But the news of the striking Google and Microsoft achievements with ImageNet in 2015 helped convince Pentagon officials that “machines could be better at object detection” than humans, recalled Robert Work, who was then the deputy secretary of defense—a crucial skill that could define what gets automatically killed and what gets automatically spared.

“As far as the Department of Defense was concerned, that was an important day,” he said.

The Phalanx is a six-barreled naval gun that shoots 75 bullets a second from the decks of midsize and large Navy ships, and it gets twitchy before firing. It makes numerous small corrections as it starts to track incoming threats two miles out, including missiles and airplanes.

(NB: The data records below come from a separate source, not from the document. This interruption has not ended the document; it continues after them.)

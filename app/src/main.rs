//! FieldWatch Alerting Daemon
//!
//! Reads device batches as JSON lines on stdin, evaluates them against the
//! fleet's rules, escalates open alerts on a schedule and periodically
//! recalibrates sensor thresholds.

use anyhow::Result;
use clap::Parser;
use fieldwatch_sensors::{CalibrationService, EscalationEngine, RuleEvaluator};
use fieldwatch_store::{Clock, MemoryStore, SystemClock};
use std::io::BufRead;
use std::path::PathBuf;
use std::sync::Arc;
use std::time::Duration;
use tokio::sync::mpsc;
use tokio_util::sync::CancellationToken;
use tracing_subscriber::fmt::writer::BoxMakeWriter;

mod config;
mod fleet;
mod logging;

use config::AppConfig;
use fleet::IngestBatch;

/// Lines buffered between the stdin reader thread and the evaluator
const INGEST_QUEUE: usize = 256;

#[derive(Parser)]
#[command(name = "fieldwatch")]
#[command(version)]
#[command(about = "FieldWatch sensor alerting daemon", long_about = None)]
struct Args {
    /// Configuration file (defaults to the standard search path)
    #[arg(short, long)]
    config: Option<PathBuf>,
}

#[tokio::main]
async fn main() -> Result<()> {
    let args = Args::parse();
    let config = AppConfig::resolve(args.config.as_deref())?;

    logging::init(&config, logging::DAEMON_FILTER, BoxMakeWriter::new(std::io::stdout));

    tracing::info!("╔══════════════════════════════════════════╗");
    tracing::info!("║        FieldWatch Alerting Daemon        ║");
    tracing::info!("║            Version {:<22}║", env!("CARGO_PKG_VERSION"));
    tracing::info!("╚══════════════════════════════════════════╝");
    tracing::info!("Configuration loaded from {:?}", config.config_path);

    let clock: Arc<dyn Clock> = Arc::new(SystemClock);
    let store = fleet::open_store(&config, clock.clone(), config.journal_readings)?;

    let evaluator = Arc::new(RuleEvaluator::new(
        store.clone(),
        clock.clone(),
        config.evaluator_config(),
    ));
    let escalation = EscalationEngine::new(
        store.clone(),
        store.clone(),
        Arc::new(config.dispatcher()),
        clock.clone(),
        config.escalation_config(),
    );
    let calibration = Arc::new(CalibrationService::new(
        store.clone(),
        clock.clone(),
        config.calibration_config(),
    ));

    let cancel = CancellationToken::new();

    let ingest_task = tokio::spawn(run_ingest(stdin_lines(), evaluator, cancel.clone()));

    let escalation_task = {
        let cancel = cancel.clone();
        tokio::spawn(async move { escalation.run(cancel).await })
    };

    let calibration_task = config.calibration_interval().map(|every| {
        tokio::spawn(run_calibration(calibration, store.clone(), every, cancel.clone()))
    });
    if calibration_task.is_none() {
        tracing::info!("Scheduled calibration disabled");
    }

    print_status(&config);
    tracing::info!("FieldWatch is accepting readings on stdin");
    tracing::info!("Press Ctrl+C to stop");

    tokio::signal::ctrl_c().await?;
    tracing::info!("Shutdown signal received");

    // Running ticks and batches finish before their loops observe this
    cancel.cancel();

    let stats = ingest_task.await?;
    escalation_task.await?;
    if let Some(task) = calibration_task {
        task.await?;
    }

    tracing::info!(
        batches = stats.batches,
        rejected = stats.rejected,
        stored = stats.stored,
        alerts = stats.alerts,
        "FieldWatch shutdown complete"
    );

    Ok(())
}

/// Counters kept by the ingest loop
#[derive(Debug, Default, Clone, Copy, PartialEq, Eq)]
struct IngestStats {
    batches: usize,
    rejected: usize,
    stored: usize,
    alerts: usize,
}

/// Forward stdin lines from a dedicated thread. A blocking stdin read
/// would otherwise hold up runtime shutdown.
fn stdin_lines() -> mpsc::Receiver<String> {
    let (tx, rx) = mpsc::channel(INGEST_QUEUE);

    std::thread::spawn(move || {
        for line in std::io::stdin().lock().lines() {
            match line {
                Ok(line) => {
                    if tx.blocking_send(line).is_err() {
                        break;
                    }
                }
                Err(e) => {
                    tracing::error!("Error reading stdin: {}", e);
                    break;
                }
            }
        }
        tracing::info!("Input closed");
    });

    rx
}

async fn run_ingest(
    mut lines: mpsc::Receiver<String>,
    evaluator: Arc<RuleEvaluator>,
    cancel: CancellationToken,
) -> IngestStats {
    let mut stats = IngestStats::default();

    loop {
        let line = tokio::select! {
            biased;
            _ = cancel.cancelled() => break,
            line = lines.recv() => match line {
                Some(line) => line,
                None => break,
            },
        };

        let line = line.trim();
        if line.is_empty() {
            continue;
        }

        let batch: IngestBatch = match serde_json::from_str(line) {
            Ok(batch) => batch,
            Err(e) => {
                tracing::warn!(error = %e, "Rejected malformed batch");
                stats.rejected += 1;
                continue;
            }
        };

        match evaluator.process_reading(batch.device_id, batch.readings).await {
            Ok(outcome) => {
                stats.batches += 1;
                stats.stored += outcome.stored;
                stats.alerts += outcome.alerts.len();
                for failure in &outcome.failures {
                    tracing::warn!(
                        device_id = batch.device_id,
                        pin = %failure.pin,
                        rule_id = ?failure.rule_id,
                        "Batch entry failed: {}",
                        failure.error
                    );
                }
            }
            Err(e) => {
                tracing::warn!(device_id = batch.device_id, error = %e, "Batch rejected");
                stats.rejected += 1;
            }
        }
    }

    stats
}

async fn run_calibration(
    service: Arc<CalibrationService>,
    store: Arc<MemoryStore>,
    every: Duration,
    cancel: CancellationToken,
) {
    let mut interval = tokio::time::interval(every);
    interval.set_missed_tick_behavior(tokio::time::MissedTickBehavior::Delay);

    tracing::info!("Calibration scheduled every {:?}", every);

    loop {
        tokio::select! {
            biased;
            _ = cancel.cancelled() => break,
            _ = interval.tick() => calibrate_fleet(&service, &store).await,
        }
    }
}

async fn calibrate_fleet(service: &CalibrationService, store: &MemoryStore) {
    let devices = match store.devices() {
        Ok(devices) => devices,
        Err(e) => {
            tracing::error!("Cannot list devices for calibration: {}", e);
            return;
        }
    };

    for device in devices {
        match service.calibrate_all_sensors(device.id).await {
            Ok(report) => tracing::debug!(
                device_id = device.id,
                calibrated = report.calibrated.len(),
                skipped = report.skipped.len(),
                failed = report.failed.len(),
                "Calibrated {}",
                device.name
            ),
            Err(e) => tracing::warn!(device_id = device.id, error = %e, "Calibration run failed"),
        }
    }
}

fn print_status(config: &AppConfig) {
    tracing::info!("╭──────────────── Configuration ────────────────╮");
    tracing::info!("│ Fleet file: {:>33} │", config.fleet_file);
    tracing::info!("│ Data directory: {:>29} │", config.data_directory);
    tracing::info!("│ Journal readings: {:>27} │", config.journal_readings);
    tracing::info!("│ Escalation interval: {:>22} s │", config.escalation_interval_secs);
    tracing::info!("│ Dedup window: {:>29} s │", config.dedup_window_secs);
    tracing::info!("│ Rule cache TTL: {:>27} s │", config.rule_cache_ttl_secs);
    tracing::info!("│ Calibration every: {:>24} h │", config.calibration_interval_hours);
    tracing::info!("╰───────────────────────────────────────────────╯");
}
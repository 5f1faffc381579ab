//! Devices and provisioned sensors

use crate::{CalibrationResult, DeviceId, LocationId, SensorId};
use serde::{Deserialize, Serialize};
use std::fmt;

/// Field device
#[derive(Debug, Clone, Serialize, Deserialize, PartialEq)]
pub struct Device {
    pub id: DeviceId,
    pub name: String,
    #[serde(default)]
    pub location_id: Option<LocationId>,
    #[serde(default)]
    pub status: DeviceStatus,
}

/// Device status indicator
#[derive(Debug, Clone, Copy, Default, Serialize, Deserialize, PartialEq, Eq)]
#[serde(rename_all = "snake_case")]
pub enum DeviceStatus {
    #[default]
    Online,
    Offline,
    /// At least one rule produced an alert
    Alarm,
}

/// Sensor types the platform knows how to provision.
#[derive(Debug, Clone, Copy, Serialize, Deserialize, PartialEq, Eq, Hash)]
#[serde(rename_all = "snake_case")]
pub enum SensorType {
    Temperature,
    Humidity,
    Pressure,
    Light,
    Motion,
    AirQuality,
    Noise,
    Distance,
    Magnetic,
    Vibration,
}

impl SensorType {
    /// Parse a declared type tag, case-insensitively.
    ///
    /// Returns `None` for tags that cannot be auto-provisioned.
    pub fn from_tag(tag: &str) -> Option<Self> {
        let tag = tag.trim().to_lowercase();
        let sensor_type = match tag.as_str() {
            "temperature" | "temp" => SensorType::Temperature,
            "humidity" => SensorType::Humidity,
            "pressure" | "barometer" => SensorType::Pressure,
            "light" | "lux" => SensorType::Light,
            "motion" | "pir" => SensorType::Motion,
            "air_quality" | "co2" | "gas" => SensorType::AirQuality,
            "noise" | "sound" => SensorType::Noise,
            "distance" | "ultrasonic" => SensorType::Distance,
            "magnetic" | "reed" => SensorType::Magnetic,
            "vibration" => SensorType::Vibration,
            _ => return None,
        };
        Some(sensor_type)
    }

    pub fn as_str(&self) -> &'static str {
        match self {
            SensorType::Temperature => "temperature",
            SensorType::Humidity => "humidity",
            SensorType::Pressure => "pressure",
            SensorType::Light => "light",
            SensorType::Motion => "motion",
            SensorType::AirQuality => "air_quality",
            SensorType::Noise => "noise",
            SensorType::Distance => "distance",
            SensorType::Magnetic => "magnetic",
            SensorType::Vibration => "vibration",
        }
    }

    /// Sensors whose normal range follows the time of day.
    pub fn is_light_like(&self) -> bool {
        matches!(self, SensorType::Light)
    }
}

impl fmt::Display for SensorType {
    fn fmt(&self, f: &mut fmt::Formatter<'_>) -> fmt::Result {
        f.write_str(self.as_str())
    }
}

/// Sensor provisioned on a device pin
#[derive(Debug, Clone, Serialize, Deserialize, PartialEq)]
pub struct DeviceSensor {
    pub id: SensorId,
    pub device_id: DeviceId,
    pub pin: String,
    pub sensor_type: SensorType,
    pub name: String,
    #[serde(default = "default_true")]
    pub enabled: bool,
    /// Opted in to scheduled threshold calibration
    #[serde(default)]
    pub auto_calibrate: bool,
    #[serde(default)]
    pub calibration_offset: f64,
    #[serde(default = "default_multiplier")]
    pub calibration_multiplier: f64,
    #[serde(default)]
    pub threshold_min: Option<f64>,
    #[serde(default)]
    pub threshold_max: Option<f64>,
    #[serde(default)]
    pub calibration: Option<CalibrationResult>,
}

fn default_true() -> bool {
    true
}

fn default_multiplier() -> f64 {
    1.0
}

impl DeviceSensor {
    /// Scale a raw value by this sensor's calibration.
    pub fn apply_calibration(&self, raw: f64) -> f64 {
        raw * self.calibration_multiplier + self.calibration_offset
    }
}

/// Sensor row to provision
#[derive(Debug, Clone)]
pub struct NewSensor {
    pub device_id: DeviceId,
    pub pin: String,
    pub sensor_type: SensorType,
    pub name: String,
}

#[cfg(test)]
mod tests {
    use super::*;

    #[test]
    fn sensor_type_tags_are_case_insensitive() {
        assert_eq!(SensorType::from_tag("Temperature"), Some(SensorType::Temperature));
        assert_eq!(SensorType::from_tag(" CO2 "), Some(SensorType::AirQuality));
        assert_eq!(SensorType::from_tag("sound"), Some(SensorType::Noise));
        assert_eq!(SensorType::from_tag("ectoplasm"), None);
    }

    #[test]
    fn calibration_scales_then_offsets() {
        let sensor = DeviceSensor {
            id: 1,
            device_id: 1,
            pin: "A0".to_string(),
            sensor_type: SensorType::Light,
            name: "ldr".to_string(),
            enabled: true,
            auto_calibrate: false,
            calibration_offset: -5.0,
            calibration_multiplier: 2.0,
            threshold_min: None,
            threshold_max: None,
            calibration: None,
        };
        assert_eq!(sensor.apply_calibration(10.0), 15.0);
    }
}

It also keeps track of its own bullets, to verify that they’re zeroing in on the target. It does all this without human intervention.

One of its radars, contained in a large dome that makes the overall system look like a grain silo with a gun sticking out its side, constantly searches for new targets; when the movement of a target matches a pattern contained in a library of potential threats, the gun opens fire. The second radar, positioned lower in the Phalanx’s dome, keeps track of where all the bullets are going so that the system can make adjustments as it unloads.

The phalanx, a six-barreled naval gun that shoots 75 bullets a second
Creative Commons

The Phalanx is not a novelty. It has been on the Navy’s ships for about 30 years, and been sold to two dozen U.S. allies. That long history is one reason naval officers such as Rear Admiral David Hahn are at ease with letting machines make lethal decisions in a conflict. Hahn has a long history with machine intelligence himself: After graduating from the Naval Academy, Hahn was assigned to the USS Casimir Pulaski, a 425-foot vessel that relied on computers to help control its nuclear reactor. “What your role is, as the human, is to supervise those [systems] and then, when you have to act, to intervene,” Hahn told me. But “many times you’re not fast enough, so you’re depending on the machine to act to stop the chain reaction and keep the plant safe so then the humans can go recover it.”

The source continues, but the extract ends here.